Initial archaeological research at the site of the original 1820s military installation was conducted by John Callendar, who was hired by MNHS with funding provided by the Minnesota Statehood Centennial Commission. At the time, the State Highway Department was proposing to build a multi-lane freeway through the site of the old fort. There was considerable public concern about the devastating effect the project would have on the historic site, and concerned citizens appealed to Russell Fridley, Director of the Society, to save the old fort.

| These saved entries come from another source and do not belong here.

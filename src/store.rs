// src/store.rs

//! Typed, whole-collection access on top of a [`Storage`] backend.
//!
//! Collections are read in full, modified in memory and written back in full.
//! Mutations from this process are serialized by one async lock so two
//! requests cannot interleave their read-modify-write cycles.

use std::sync::Arc;

use serde::{Serialize, de::DeserializeOwned};
use tokio::sync::Mutex;

use crate::{
    models::{
        quiz::Quiz,
        result::QuizResult,
        user::{Session, Theme, User},
    },
    storage::{Storage, StorageError, StorageResult},
};

/// Fixed collection names.
pub mod keys {
    pub const USERS: &str = "users";
    pub const QUIZZES: &str = "quizzes";
    pub const RESULTS: &str = "results";
    pub const SESSIONS: &str = "sessions";

    /// Password sidecar entry of one user.
    pub fn password(user_id: &str) -> String {
        format!("password-{}", user_id)
    }

    /// Theme preference of one user.
    pub fn theme(user_id: &str) -> String {
        format!("theme-{}", user_id)
    }
}

#[derive(Clone)]
pub struct Stores {
    storage: Arc<dyn Storage>,
    write_lock: Arc<Mutex<()>>,
}

impl Stores {
    pub fn new(storage: Arc<dyn Storage>) -> Self {
        Self {
            storage,
            write_lock: Arc::new(Mutex::new(())),
        }
    }

    /// Reads a single JSON value stored under `key`.
    pub async fn get_value<T: DeserializeOwned>(&self, key: &str) -> StorageResult<Option<T>> {
        match self.storage.get(key).await? {
            Some(raw) => serde_json::from_str(&raw)
                .map(Some)
                .map_err(|source| StorageError::Serialization {
                    key: key.to_string(),
                    source,
                }),
            None => Ok(None),
        }
    }

    /// Writes a single JSON value under `key`.
    pub async fn set_value<T: Serialize + ?Sized>(&self, key: &str, value: &T) -> StorageResult<()> {
        let raw = serde_json::to_string(value).map_err(|source| StorageError::Serialization {
            key: key.to_string(),
            source,
        })?;
        self.storage.set(key, raw).await
    }

    /// Reads a whole collection. A missing key is an empty collection.
    pub async fn load<T: DeserializeOwned>(&self, key: &str) -> StorageResult<Vec<T>> {
        Ok(self.get_value(key).await?.unwrap_or_default())
    }

    /// Read-modify-write of a whole collection.
    ///
    /// The collection is only written back when `f` returns `Ok`, so a
    /// rejected mutation never leaves a partial save behind.
    pub async fn update<T, R, E, F>(&self, key: &str, f: F) -> Result<R, E>
    where
        T: Serialize + DeserializeOwned,
        E: From<StorageError>,
        F: FnOnce(&mut Vec<T>) -> Result<R, E>,
    {
        let _guard = self.write_lock.lock().await;
        let mut items: Vec<T> = self.load(key).await?;
        let out = f(&mut items)?;
        self.set_value(key, &items).await?;
        Ok(out)
    }

    pub async fn users(&self) -> StorageResult<Vec<User>> {
        self.load(keys::USERS).await
    }

    pub async fn find_user(&self, id: &str) -> StorageResult<Option<User>> {
        Ok(self.users().await?.into_iter().find(|u| u.id == id))
    }

    pub async fn find_user_by_email(&self, email: &str) -> StorageResult<Option<User>> {
        Ok(self.users().await?.into_iter().find(|u| u.email == email))
    }

    /// Drops a user record and its password entry.
    pub async fn remove_user(&self, user_id: &str) -> StorageResult<()> {
        self.update(keys::USERS, |users: &mut Vec<User>| {
            users.retain(|u| u.id != user_id);
            Ok::<_, StorageError>(())
        })
        .await?;
        let _guard = self.write_lock.lock().await;
        self.storage.remove(&keys::password(user_id)).await
    }

    pub async fn password_hash(&self, user_id: &str) -> StorageResult<Option<String>> {
        self.get_value(&keys::password(user_id)).await
    }

    pub async fn set_password_hash(&self, user_id: &str, hash: &str) -> StorageResult<()> {
        let _guard = self.write_lock.lock().await;
        self.set_value(&keys::password(user_id), hash).await
    }

    pub async fn quizzes(&self) -> StorageResult<Vec<Quiz>> {
        self.load(keys::QUIZZES).await
    }

    pub async fn find_quiz(&self, id: &str) -> StorageResult<Option<Quiz>> {
        Ok(self.quizzes().await?.into_iter().find(|q| q.id == id))
    }

    pub async fn results(&self) -> StorageResult<Vec<QuizResult>> {
        self.load(keys::RESULTS).await
    }

    pub async fn append_result(&self, result: QuizResult) -> StorageResult<()> {
        self.update(keys::RESULTS, |results: &mut Vec<QuizResult>| {
            results.push(result);
            Ok::<_, StorageError>(())
        })
        .await
    }

    pub async fn sessions(&self) -> StorageResult<Vec<Session>> {
        self.load(keys::SESSIONS).await
    }

    pub async fn session_exists(&self, session_id: &str) -> StorageResult<bool> {
        Ok(self.sessions().await?.iter().any(|s| s.id == session_id))
    }

    pub async fn theme(&self, user_id: &str) -> StorageResult<Theme> {
        Ok(self.get_value(&keys::theme(user_id)).await?.unwrap_or_default())
    }

    pub async fn set_theme(&self, user_id: &str, theme: Theme) -> StorageResult<()> {
        let _guard = self.write_lock.lock().await;
        self.set_value(&keys::theme(user_id), &theme).await
    }
}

When Callendar began his archaeological work, only four buildings dating to the original military settlement still stood: the Round Tower, Commanding Officer’s House, South Battery, and Officers' Quarters. The rest of the nineteenth century buildings, and the perimeter wall that had surrounded them, had long since been torn down. Despite the fact that very little remained of the original military installation, Russell Fridley recognized the site’s potential for presenting and interpreting the history of European Americans in Minnesota. To save Fort Snelling, Fridley knew he had to demonstrate that something remained of the early fort besides the four original buildings that still stood.
Callendar focused his excavations on areas near the Round Tower. Between the fall of 1957 and the fall of 1958, Callendar excavated part of the original fort wall and the foundations of the Powder Magazine, Schoolhouse and Sutler’s Store. This early investigation was considered a success because it showed that physical remains of early fort buildings did persist under the modern ground surface.
Archaeology at Fort Snelling resumed in the 1960s, after the federal government agreed to transfer most of the property to the State of Minnesota. For the next eighteen years, archaeologists spent the spring, summer and fall excavating the footprints of every building that had stood inside the walls at Fort Snelling, as well as stables, root cellars and other structures outside the walls. At the same time, researchers combed the National Archives for documents and maps related to the early years of the Fort.
The information obtained about nineteenth century construction methods through archaeology was used to guide the reconstruction of most of the original Fort Snelling buildings to an exacting level of historical accuracy. Artifact collections were mined for examples of contemporary furnishings, tools, and personal items, from which reproductions could be made.
Archaeology was also used to investigate the four original buildings that were still standing, after concrete floors on their lowest levels were removed. This allowed the Society to identify how the buildings had been modified over the years and return them to their original appearance. In the Officer’s Quarters, a structure extensively remodeled in 1846, traces of the original 1820s building were discovered, hidden behind later construction. This included a set of seven root cellars, built in the 1820s, that extend under the parade ground from the lower level of the building, and are still intact today.
In 1970, Minnesota History devoted an entire issue to the story of Historic Fort Snelling, including an article about the archaeology that had been done at the site to date. In the article, the project is described as being about half done. That same year, the fort opened to the public as an interpreted historic site, telling the story of the first permanent United States presence in what is now Minnesota.
The Fort Snelling Restoration Archaeology Project was essentially complete by the early 1980s. A total of almost 53,000 square feet had been excavated at the site of the original Fort Snelling military installation. An estimated half-million artifacts had been recovered from the site. Almost two dozen buildings and other structures such as walls and a wellhouse had been reconstructed to their 1820s appearance.
The Fort Snelling Restoration Project is just one example of how archaeology has been used in the telling and shaping of Minnesota history. Archaeology has also been used to inform our understanding of the longer histories within the state. Indeed, archaeology has produced evidence of human activity within the state dating back to at least 9,000–12,000 years ago.